> _Assigned task_: Copy each line of the records below, from the first through the one that contains "ordered by name.", exactly as written.

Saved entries
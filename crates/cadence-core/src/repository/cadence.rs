//! Cadence definition repository trait.

use cadence_types::cadence::Cadence;
use cadence_types::error::RepositoryError;

/// Storage for cadence definitions.
///
/// Uses native async fn in traits (Rust 2024 edition, no async_trait macro).
pub trait CadenceRepository: Send + Sync {
    /// Insert a new definition. Fails with `Conflict` if the id exists.
    fn create(
        &self,
        cadence: &Cadence,
    ) -> impl std::future::Future<Output = Result<(), RepositoryError>> + Send;

    fn get(
        &self,
        id: &str,
    ) -> impl std::future::Future<Output = Result<Option<Cadence>, RepositoryError>> + Send;

    /// All definitions, ordered by name.
    fn list(&self) -> impl std::future::Future<Output = Result<Vec<Cadence>, RepositoryError>> + Send;

    /// Replace a stored definition. Fails with `NotFound` if it does not exist.
    fn update(
        &self,
        cadence: &Cadence,
    ) -> impl std::future::Future<Output = Result<(), RepositoryError>> + Send;

    /// Delete by id. Returns `true` if it existed.
    fn delete(
        &self,
        id: &str,
    ) -> impl std::future::Future<Output = Result<bool, RepositoryError>> + Send;
}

> _The answer_:
filename crates/cadence-core/src/repository/cadence.rs
//! Cadence definition repository trait.

use cadence_types::cadence::Cadence;
use cadence_types::error::RepositoryError;

/// Storage for cadence definitions.
///
/// Uses native async fn in traits (Rust 2024 edition, no async_trait macro).
pub trait CadenceRepository: Send + Sync {
    /// Insert a new definition. Fails with `Conflict` if the id exists.
    fn create(
        &self,
        cadence: &Cadence,
    ) -> impl std::future::Future<Output = Result<(), RepositoryError>> + Send;

    fn get(
        &self,
        id: &str,
    ) -> impl std::future::Future<Output = Result<Option<Cadence>, RepositoryError>> + Send;

    /// All definitions, ordered by name.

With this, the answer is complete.